Cirebon (ANTARA) - Di sudut Desa Tuk Karangsuwung, Kabupaten Cirebon, Jawa Barat, cahaya mentari menyusup melalui celah dedaunan.
Di beranda rumahnya, Muhammad Hafidz Habibie duduk tenang, matanya berbinar mengamati potongan-potongan puzzle yang berserakan di hadapannya.
Jemarinya yang mungil bergerak gesit, satu per satu kepingan itu disusun menjadi gambar kereta yang utuh. Tak ada keraguan dan tak ada jeda, seolah dunia Habibie menyatu dalam harmoni yang hanya ia pahami.
Di sampingnya, sang ibu, Imas Latifah, memperhatikan dengan seksama. Senyum tipis yang tersungging di wajahnya seolah menyimpan seribu rasa.
Habibie, si bungsu sekaligus satu-satunya anak laki-laki di keluarganya itu adalah pelita kecil, dalam perjalanan hidup Imas yang penuh ujian.
Kepada ANTARA, dia bercerita, sejak lahir Habibie sudah menunjukkan keistimewaan. Tidak ada tangisan yang biasanya menjadi penanda pertama seorang bayi memasuki dunia.
Diamnya anaknya itu terus berlanjut hingga berusia satu tahun. Ketika anak-anak lain mulai berceloteh, Habibie tetap hening.
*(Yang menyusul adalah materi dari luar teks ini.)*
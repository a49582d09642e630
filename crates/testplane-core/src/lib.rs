// Copyright (C) 2025 SyncMyOrders Sp. z o.o.
// SPDX-License-Identifier: AGPL-3.0-or-later
//! Testplane Core - Data Model and Distributed Queues
//!
//! This crate provides the typed records, state machines and queue
//! primitives underneath the testplane control plane. All state lives in a
//! document-style store with two backends (PostgreSQL, in-memory); every
//! coordination-relevant mutation is a single atomic store primitive.
//!
//! # Architecture
//!
//! ```text
//! ┌─────────────────────────────────────────────────────────────┐
//! │                    testplane-server                         │
//! │   (REST surface, event dispatcher, task loops, heartbeat)   │
//! └─────────────────────────────────────────────────────────────┘
//!                │                            │
//!                │ TaskQueue / EventQueue     │ Store trait
//!                ▼                            ▼
//! ┌──────────────────────────┐   ┌──────────────────────────────┐
//! │    queue primitives      │──►│  PostgresStore / MemoryStore │
//! │  (rw_lock, pop, push,    │   │  (compare-and-set, head pop, │
//! │   flush)                 │   │   find-and-modify counters)  │
//! └──────────────────────────┘   └──────────────────────────────┘
//! ```
//!
//! # Coordination model
//!
//! | Primitive | Use |
//! |-----------|-----|
//! | `try_lock_queue` | optimistic `rw_lock` compare-and-set |
//! | `pop_queue_head` | head removal + `running_task` assignment, atomic |
//! | `increment_kickedoff` | claim counter, post-increment value decides the race |
//! | `set_task_status_if` | guarded status writes; terminal states absorbing |
//!
//! Lock acquisition retries every 100 ms for up to 5 s before surrendering.
//! `push` never takes the lock; it is a lone atomic append.
//!
//! # State machines
//!
//! Tasks: `waiting → running → {successful | failed | cancelled}`; terminal
//! states never change again. Endpoints: `Unauthorized → {Offline, Forbidden}`
//! by admin action, `Offline ↔ Online` by heartbeat probes only, `Forbidden`
//! terminal until an admin action.

#![deny(missing_docs)]

/// Unified error type with stable error-code strings.
pub mod error;

/// Records and status state machines.
pub mod model;

/// Distributed queue handles (`TaskQueue`, `EventQueue`).
pub mod queue;

/// Store trait and the PostgreSQL / in-memory backends.
pub mod store;

pub use error::{CoreError, Result};
pub use model::{
    EndpointRecord, EndpointStatus, EventCode, EventRecord, EventStatus, PRIORITY_SCAN, Priority,
    QueueKey, TaskQueueRecord, TaskRecord, TaskStatus,
};
pub use queue::{EventQueue, TaskQueue};
pub use store::{MemoryStore, PostgresStore, Store};
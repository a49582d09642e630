// Copyright (C) 2025 SyncMyOrders Sp. z o.o.
// SPDX-License-Identifier: AGPL-3.0-or-later
//! Result-directory archives.
//!
//! When a task finishes, uploaded resources are packed into a gzip tarball
//! next to the test results. Blocking archive I/O runs on the blocking pool.

use std::path::Path;

use flate2::Compression;
use flate2::write::GzEncoder;

/// Pack `src_dir` into a `.tar.gz` at `dest`.
pub fn make_tarball(dest: &Path, src_dir: &Path) -> std::io::Result<()> {
    let file = std::fs::File::create(dest)?;
    let encoder = GzEncoder::new(file, Compression::default());
    let mut builder = tar::Builder::new(encoder);
    builder.append_dir_all(".", src_dir)?;
    builder.into_inner()?.finish()?;
    Ok(())
}
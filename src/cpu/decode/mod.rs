//! Fetch & decode (C): ModRM decoding and effective-address calculation.

mod modrm;
mod operand;

pub use modrm::{decode_rm, fetch_modrm, ModRm};
pub use operand::Rm;
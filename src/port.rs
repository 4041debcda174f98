//! I/O port collaborator interface.
//!
//! Mirrors [`crate::memory::Memory`] but for the 8086's separate 16-bit port
//! address space, as consumed by INSB/INSW/OUTSB/OUTSW.

/// A 16-bit I/O port space.
pub trait Port {
    /// Read one byte from `port`. `None` means no device answered; the core
    /// substitutes `0xFF`, matching an open bus on real hardware.
    fn read(&mut self, port: u16) -> Option<u8>;

    /// Write one byte to `port`.
    fn write(&mut self, port: u16, value: u8);
}
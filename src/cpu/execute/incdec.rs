//! Opcode row 0x40-0x4F: INC/DEC on each 16-bit general register.
//!
//! INC/DEC reuse the ALU kernel with a constant operand of 1 and then
//! restore the pre-existing CF, which INC/DEC never touch.

use crate::cpu::alu::{eval, AluOp, OpSize};
use crate::cpu::state::Cpu;

pub fn execute(cpu: &mut Cpu, opcode: u8) {
    let reg = opcode & 0x07;
    let op = if opcode < 0x48 { AluOp::Add } else { AluOp::Sub };

    let cf_before = cpu.get_flag(Cpu::CF);
    let value = cpu.read_reg16(reg);
    let out = eval(op, OpSize::Word, value as u32, 1, 0);
    out.apply_flags(cpu);
    cpu.set_flag(Cpu::CF, cf_before);
    cpu.write_reg16(reg, out.result as u16);
}
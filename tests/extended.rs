//! Opcode row 0x60-0x6F: IMUL and OUTSB (INSB/REP INSB covered in scenarios.rs).

mod support;

use i8086::cpu::state::SegName;
use i8086::Cpu;
use support::{Harness, ScriptedPort};

#[test]
fn imul_16x16_no_overflow() {
    let mut h = Harness::new();
    h.cpu.write_reg16(3, 6); // BX, the rm operand and the writeback destination
    // 69 C3 07 00 = IMUL BX, 7 (reg field of C3 is ignored for storage)
    h.load_program(&[0x69, 0xC3, 0x07, 0x00], 0);
    h.cpu.step();
    assert_eq!(h.cpu.read_reg16(3), 42);
    assert!(!h.cpu.get_flag(Cpu::CF));
    assert!(!h.cpu.get_flag(Cpu::OF));
}

#[test]
fn imul_sets_overflow_when_product_does_not_fit() {
    let mut h = Harness::new();
    h.cpu.write_reg16(3, 1000); // BX
    // 6B C3 7F = IMUL BX, 0x7F (127) -> 127000, high 16 bits non-zero
    h.load_program(&[0x6B, 0xC3, 0x7F], 0);
    h.cpu.step();
    assert!(h.cpu.get_flag(Cpu::CF));
    assert!(h.cpu.get_flag(Cpu::OF));
}

#[test]
fn imul_negative_operands() {
    let mut h = Harness::new();
    h.cpu.write_reg16(3, 0xFFFE); // BX = -2
    // 69 C3 FD FF = IMUL BX, -3 -> 6, fits, no overflow
    h.load_program(&[0x69, 0xC3, 0xFD, 0xFF], 0);
    h.cpu.step();
    assert_eq!(h.cpu.read_reg16(3), 6);
    assert!(!h.cpu.get_flag(Cpu::OF));
}

#[test]
fn outsb_writes_port_from_ds_si_and_advances_si_and_di() {
    let mut h = Harness::new();
    h.set_port(ScriptedPort::new());
    h.cpu.write_seg(SegName::Ds, 0);
    h.cpu.write_reg16(6, 0x0300); // SI
    h.cpu.write_reg16(7, 0x0500); // DI, also advances though OUTSB never touches it
    h.mem.borrow_mut().load(0x0300, &[0x42]);
    h.cpu.write_reg16(2, 0x0080); // DX = port
    h.cpu.set_flag(Cpu::DF, false);
    h.load_program(&[0x6E], 0); // OUTSB
    h.cpu.step();
    assert_eq!(h.cpu.read_reg16(6), 0x0301);
    assert_eq!(h.cpu.read_reg16(7), 0x0501);
}

#[test]
fn bound_within_range_does_not_panic() {
    let mut h = Harness::new();
    h.cpu.write_seg(SegName::Ds, 0);
    h.cpu.write_reg16(0, 5); // AX, the value to range-check
    h.mem.borrow_mut().load(0x0400, &2i16.to_le_bytes());
    h.mem.borrow_mut().load(0x0402, &10i16.to_le_bytes());
    // 62 06 00 04 = BOUND AX, [0x0400]
    h.load_program(&[0x62, 0x06, 0x00, 0x04], 0);
    h.cpu.step();
    assert_eq!(h.cpu.read_reg16(0), 5);
}

#[test]
fn bound_with_register_modrm_does_not_panic() {
    // 62 C0 = BOUND AX, AX -- mode 3, a valid if nonsensical encoding.
    let mut h = Harness::new();
    h.cpu.write_reg16(0, 5);
    h.load_program(&[0x62, 0xC0], 0);
    h.cpu.step();
    assert_eq!(h.cpu.ip(), 2);
}
//! Opcode row 0x80-0x8F: GRP1 immediate ALU ops, TEST, XCHG, MOV, LEA, and
//! POP rm16.
//!
//! GRP1's `reg` field selects the ALU op (0=ADD 1=OR 2=ADC 3=SBB 4=AND 5=SUB
//! 6=XOR 7=CMP); 0x81/0x83 write back at 16 bits regardless of how the
//! immediate was encoded, and logical ops use the full operand width when
//! deriving ZF/SF, not a truncated 8-bit view.

use crate::cpu::alu::{eval, AluOp, OpSize};
use crate::cpu::decode::{decode_rm, fetch_modrm};
use crate::cpu::state::Cpu;

const GRP1_OPS: [AluOp; 8] = [
    AluOp::Add,
    AluOp::Or,
    AluOp::Adc,
    AluOp::Sbb,
    AluOp::And,
    AluOp::Sub,
    AluOp::Xor,
    AluOp::Cmp,
];

pub fn execute(cpu: &mut Cpu, opcode: u8) {
    match opcode {
        0x80 | 0x82 => grp1_byte(cpu),
        0x81 => grp1_word(cpu, false),
        0x83 => grp1_word(cpu, true),
        0x84 => test8(cpu),
        0x85 => test16(cpu),
        0x86 => xchg8(cpu),
        0x87 => xchg16(cpu),
        0x88 => mov_rm8_r8(cpu),
        0x89 => mov_rm16_r16(cpu),
        0x8A => mov_r8_rm8(cpu),
        0x8B => mov_r16_rm16(cpu),
        0x8C => mov_rm16_sreg(cpu),
        0x8D => lea(cpu),
        0x8E => mov_sreg_rm16(cpu),
        0x8F => pop_rm16(cpu),
        _ => unreachable!("opcode 0x{opcode:02X} does not belong to group 1"),
    }
}

fn grp1_byte(cpu: &mut Cpu) {
    let modrm = fetch_modrm(cpu);
    let op = GRP1_OPS[modrm.reg as usize];
    let rm = decode_rm(cpu, modrm);
    let imm = cpu.fetch_u8();
    let op0 = rm.read8(cpu) as u32;
    let carry_in = if matches!(op, AluOp::Adc | AluOp::Sbb) {
        cpu.get_flag(Cpu::CF) as u32
    } else {
        0
    };
    let out = eval(op, OpSize::Byte, op0, imm as u32, carry_in);
    out.apply_flags(cpu);
    if op != AluOp::Cmp {
        rm.write8(cpu, out.result as u8);
    }
}

/// `sign_extend_imm8`: true for 0x83 (imm8 sign-extended to 16 bits), false
/// for 0x81 (full imm16).
fn grp1_word(cpu: &mut Cpu, sign_extend_imm8: bool) {
    let modrm = fetch_modrm(cpu);
    let op = GRP1_OPS[modrm.reg as usize];
    let rm = decode_rm(cpu, modrm);
    let imm = if sign_extend_imm8 {
        cpu.fetch_i8() as i16 as u16
    } else {
        cpu.fetch_u16()
    };
    let op0 = rm.read16(cpu) as u32;
    let carry_in = if matches!(op, AluOp::Adc | AluOp::Sbb) {
        cpu.get_flag(Cpu::CF) as u32
    } else {
        0
    };
    let out = eval(op, OpSize::Word, op0, imm as u32, carry_in);
    out.apply_flags(cpu);
    if op != AluOp::Cmp {
        // ISA-correct 16-bit writeback, regardless of immediate encoding width.
        rm.write16(cpu, out.result as u16);
    }
}

fn test8(cpu: &mut Cpu) {
    let modrm = fetch_modrm(cpu);
    let reg = modrm.reg;
    let rm = decode_rm(cpu, modrm);
    let out = eval(
        AluOp::Test,
        OpSize::Byte,
        rm.read8(cpu) as u32,
        cpu.read_reg8(reg) as u32,
        0,
    );
    out.apply_flags(cpu);
}

fn test16(cpu: &mut Cpu) {
    let modrm = fetch_modrm(cpu);
    let reg = modrm.reg;
    let rm = decode_rm(cpu, modrm);
    let out = eval(
        AluOp::Test,
        OpSize::Word,
        rm.read16(cpu) as u32,
        cpu.read_reg16(reg) as u32,
        0,
    );
    out.apply_flags(cpu);
}

fn xchg8(cpu: &mut Cpu) {
    let modrm = fetch_modrm(cpu);
    let reg = modrm.reg;
    let rm = decode_rm(cpu, modrm);
    let reg_val = cpu.read_reg8(reg);
    let rm_val = rm.read8(cpu);
    cpu.write_reg8(reg, rm_val);
    rm.write8(cpu, reg_val);
}

fn xchg16(cpu: &mut Cpu) {
    let modrm = fetch_modrm(cpu);
    let reg = modrm.reg;
    let rm = decode_rm(cpu, modrm);
    let reg_val = cpu.read_reg16(reg);
    let rm_val = rm.read16(cpu);
    cpu.write_reg16(reg, rm_val);
    rm.write16(cpu, reg_val);
}

fn mov_rm8_r8(cpu: &mut Cpu) {
    let modrm = fetch_modrm(cpu);
    let reg = modrm.reg;
    let rm = decode_rm(cpu, modrm);
    rm.write8(cpu, cpu.read_reg8(reg));
}

fn mov_rm16_r16(cpu: &mut Cpu) {
    let modrm = fetch_modrm(cpu);
    let reg = modrm.reg;
    let rm = decode_rm(cpu, modrm);
    rm.write16(cpu, cpu.read_reg16(reg));
}

fn mov_r8_rm8(cpu: &mut Cpu) {
    let modrm = fetch_modrm(cpu);
    let reg = modrm.reg;
    let rm = decode_rm(cpu, modrm);
    let value = rm.read8(cpu);
    cpu.write_reg8(reg, value);
}

fn mov_r16_rm16(cpu: &mut Cpu) {
    let modrm = fetch_modrm(cpu);
    let reg = modrm.reg;
    let rm = decode_rm(cpu, modrm);
    let value = rm.read16(cpu);
    cpu.write_reg16(reg, value);
}

fn mov_rm16_sreg(cpu: &mut Cpu) {
    let modrm = fetch_modrm(cpu);
    let seg_value = cpu.read_seg_n(modrm.reg);
    let rm = decode_rm(cpu, modrm);
    rm.write16(cpu, seg_value);
}

fn mov_sreg_rm16(cpu: &mut Cpu) {
    let modrm = fetch_modrm(cpu);
    let reg = modrm.reg;
    let rm = decode_rm(cpu, modrm);
    let value = rm.read16(cpu);
    cpu.write_seg_n(reg, value);
}

fn lea(cpu: &mut Cpu) {
    let modrm = fetch_modrm(cpu);
    let reg = modrm.reg;
    let rm = decode_rm(cpu, modrm);
    cpu.write_reg16(reg, rm.offset());
}

fn pop_rm16(cpu: &mut Cpu) {
    let modrm = fetch_modrm(cpu);
    let rm = decode_rm(cpu, modrm);
    let value = cpu.pop16();
    rm.write16(cpu, value);
}
//! ModRM byte decoding and the rm-indexed 16-bit effective-address table.

use crate::cpu::state::{Cpu, SegName};

use super::operand::Rm;

/// The three fields of a ModRM byte: `mode` (0..3), `reg` (0..7), `rm` (0..7).
#[derive(Debug, Clone, Copy)]
pub struct ModRm {
    pub mode: u8,
    pub reg: u8,
    pub rm: u8,
}

impl ModRm {
    #[inline(always)]
    pub fn decode(byte: u8) -> Self {
        ModRm {
            mode: byte >> 6,
            reg: (byte >> 3) & 0x7,
            rm: byte & 0x7,
        }
    }

    #[inline(always)]
    pub fn is_register(self) -> bool {
        self.mode == 3
    }
}

/// Fetch a ModRM byte, any trailing displacement, and resolve the rm field
/// to either a register index or an effective address. Also records the
/// fields onto the CPU's [`crate::cpu::state::FetchRecord`] and switches the
/// prefix record's effective segment to SS when the addressing mode implies
/// a BP-relative default and no override prefix is already active.
pub fn fetch_modrm(cpu: &mut Cpu) -> ModRm {
    let byte = cpu.fetch_u8();
    let modrm = ModRm::decode(byte);
    cpu.fetch.modrm_index = cpu.fetch.len.saturating_sub(1);
    cpu.fetch.mode = modrm.mode;
    cpu.fetch.reg = modrm.reg;
    cpu.fetch.rm = modrm.rm;
    modrm
}

/// Resolve a decoded [`ModRm`] to an operand location, consuming any
/// trailing displacement bytes the addressing mode requires.
pub fn decode_rm(cpu: &mut Cpu, modrm: ModRm) -> Rm {
    if modrm.is_register() {
        return Rm::Reg(modrm.rm);
    }

    let uses_bp_default = matches!(modrm.rm, 2 | 3) || (modrm.rm == 6 && modrm.mode != 0);

    let disp: i32 = match modrm.mode {
        0 => {
            if modrm.rm == 6 {
                cpu.fetch_u16() as i32
            } else {
                0
            }
        }
        1 => cpu.fetch_i8() as i32,
        2 => cpu.fetch_u16() as i32,
        _ => unreachable!("mode 3 handled above"),
    };
    cpu.fetch.disp = disp;

    if uses_bp_default && !cpu.prefix.override_active {
        cpu.prefix.effective_seg = SegName::Ss;
    }

    let base = match modrm.rm {
        0 => cpu.read_reg16(3).wrapping_add(cpu.read_reg16(6)), // BX+SI
        1 => cpu.read_reg16(3).wrapping_add(cpu.read_reg16(7)), // BX+DI
        2 => cpu.read_reg16(5).wrapping_add(cpu.read_reg16(6)), // BP+SI
        3 => cpu.read_reg16(5).wrapping_add(cpu.read_reg16(7)), // BP+DI
        4 => cpu.read_reg16(6),                                 // SI
        5 => cpu.read_reg16(7),                                 // DI
        6 => {
            if modrm.mode == 0 {
                0 // disp16 is the whole address
            } else {
                cpu.read_reg16(5) // BP
            }
        }
        7 => cpu.read_reg16(3), // BX
        _ => unreachable!(),
    };

    let offset = base.wrapping_add(disp as u16);
    let default_seg = if uses_bp_default { SegName::Ss } else { SegName::Ds };

    Rm::Mem { offset, default_seg }
}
Dalam kondisi itu, hati Imas tergerak mencari jawaban.
Saat diperiksa, dokter akhirnya memberi kepastian bahwa anaknya adalah difabel wicara.
Dia mengakui kala itu dunianya seketika berubah. Rasa syukur dan harapan yang dulu mengiringi kelahiran Habibie perlahan tergantikan oleh kekhawatiran akan masa depan.
“Walaupun kondisinya demikian, saya langsung memutuskan untuk berjuang demi masa depan anak bungsu saya,” ujarnya.